Since 2019, council papers said there has been “considerable interest” from councillors, residents and community groups in recognising the heritage significance of apartment blocks built between 1945 and 1975. The council enlisted GML Heritage to assess 18 buildings in the area for potential heritage protection, nine of which were identified as meeting the criteria for local heritage listing.

Carroll, the Ithaca Gardens owners’ corporation chair, voiced residents’ “overwhelming opposition” to local or state heritage listing at a council committee meeting last week.

“Ithaca Gardens is not a museum, a place of worship, an office tower or an individual residence – it is home to more than 60 people. Owners … love and respect the building,” he said.

Carroll said society had changed in the decades since the block was built, and residents wanted electric vehicle chargers, solar energy, bike racks, lift repairs and upgrades and rooftop amenities.

He said many of the apartments had been renovated internally to make them “more suitable for 21st-century living” and “to deny such rights to others would seem extremely unfair”.
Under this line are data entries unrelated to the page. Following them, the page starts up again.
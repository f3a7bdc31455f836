use crate::ddl::id::{EntityId, EntityKind};
use serde::{Deserialize, Serialize};

/// A view or materialized view.
#[derive(Debug, Clone, PartialEq, Eq, Serialize, Deserialize)]
pub struct View {
    pub schema: String,
    pub name: String,
    /// Query text; absent for `existing` views.
    #[serde(default, skip_serializing_if = "Option::is_none")]
    pub definition: Option<String>,
    /// The body is owned elsewhere and must never be managed.
    #[serde(default)]
    pub existing: bool,
    #[serde(default)]
    pub materialized: bool,
    /// Materialized views only: create without populating.
    #[serde(default)]
    pub with_no_data: bool,
}

impl View {
    pub fn new(
        schema: impl Into<String>,
        name: impl Into<String>,
        definition: impl Into<String>,
    ) -> Self {
        Self {
            schema: schema.into(),
            name: name.into(),
            definition: Some(definition.into()),
            existing: false,
            materialized: false,
            with_no_data: false,
        }
    }

    pub fn id(&self) -> EntityId {
        EntityId::View {
            schema: self.schema.clone(),
            name: self.name.clone(),
        }
    }

    pub fn kind(&self) -> EntityKind {
        if self.materialized {
            EntityKind::MaterializedView
        } else {
            EntityKind::View
        }
    }
}
pub mod builder;
pub mod defaults;
pub mod filter;
pub mod merge;
pub mod types;


pub use builder::ConfigBuilder;
pub use filter::EntityFilter;
pub use types::*;

use anyhow::{Context, Result};
use std::path::Path;

/// Reads the YAML config file; a missing file yields an empty input.
pub fn load_config(config_file: &str) -> Result<ConfigInput> {
    if !Path::new(config_file).exists() {
        return Ok(ConfigInput::default());
    }
    let contents = std::fs::read_to_string(config_file)
        .with_context(|| format!("Failed to read config file {}", config_file))?;
    serde_yaml::from_str(&contents)
        .with_context(|| format!("Failed to parse config file {}", config_file))
}
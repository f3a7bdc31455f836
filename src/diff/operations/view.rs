//! View and materialized view operations

use crate::ddl::{EntityId, View};
use serde::Serialize;

#[derive(Debug, Clone, PartialEq, Serialize)]
#[serde(rename_all = "snake_case")]
pub enum ViewOperation {
    Create {
        view: View,
    },
    Drop {
        schema: String,
        name: String,
        materialized: bool,
    },
    Rename {
        schema: String,
        from: String,
        to: String,
        materialized: bool,
    },
    Move {
        name: String,
        from_schema: String,
        to_schema: String,
        materialized: bool,
    },
}

impl ViewOperation {
    pub fn verb(&self) -> &'static str {
        match self {
            ViewOperation::Create { .. } => "create",
            ViewOperation::Drop { .. } => "drop",
            ViewOperation::Rename { .. } => "rename",
            ViewOperation::Move { .. } => "move",
        }
    }

    pub fn id(&self) -> EntityId {
        let (schema, name) = match self {
            ViewOperation::Create { view } => (&view.schema, &view.name),
            ViewOperation::Drop { schema, name, .. } => (schema, name),
            ViewOperation::Rename { schema, to, .. } => (schema, to),
            ViewOperation::Move {
                name, to_schema, ..
            } => (to_schema, name),
        };
        EntityId::View {
            schema: schema.clone(),
            name: name.clone(),
        }
    }
}
//! Role operations

use crate::ddl::{EntityId, Role};
use serde::Serialize;

#[derive(Debug, Clone, PartialEq, Serialize)]
#[serde(rename_all = "snake_case")]
pub enum RoleOperation {
    Create { role: Role },
    Drop { name: String },
    Rename { from: String, to: String },
    /// Rewrites every capability flag to the values in `role`.
    Alter { role: Role },
}

impl RoleOperation {
    pub fn verb(&self) -> &'static str {
        match self {
            RoleOperation::Create { .. } => "create",
            RoleOperation::Drop { .. } => "drop",
            RoleOperation::Rename { .. } => "rename",
            RoleOperation::Alter { .. } => "alter",
        }
    }

    pub fn id(&self) -> EntityId {
        let name = match self {
            RoleOperation::Create { role } | RoleOperation::Alter { role } => &role.name,
            RoleOperation::Drop { name } => name,
            RoleOperation::Rename { to, .. } => to,
        };
        EntityId::Role { name: name.clone() }
    }
}
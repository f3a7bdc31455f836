// Diff engine tests: snapshot pairs in, statements out

pub mod columns;
pub mod constraints;
pub mod enums;
pub mod objects;
pub mod properties;
pub mod tables;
The NSW government is considering state heritage listing Ithaca Gardens, designed by famed architect Harry Seidler.

The NSW government is considering state heritage listing Ithaca Gardens, designed by famed architect Harry Seidler.Credit: Edwina Pickles

Carroll said owners worried the “process and complexities” created by heritage listing – which typically mean owners need to abide by certain rules when renovating – would increase strata fees, deter prospective buyers and shrink sale prices.

“We spend large amounts of our own money retaining the integrity of the original side of the design, but what might have been perfect in the 1950s may not be so perfect now, and we want to retain flexibility to meet the needs and expectations of owners while retaining the design integrity of Ithaca Gardens, as we’ve done for 65 years without the need for heritage listing,” Carroll said.

A spokesman for the NSW Department of Climate Change, Energy, the Environment and Water said state heritage listing was designed to protect places of significant cultural and historical value while ensuring they remained functional and adaptable to modern needs.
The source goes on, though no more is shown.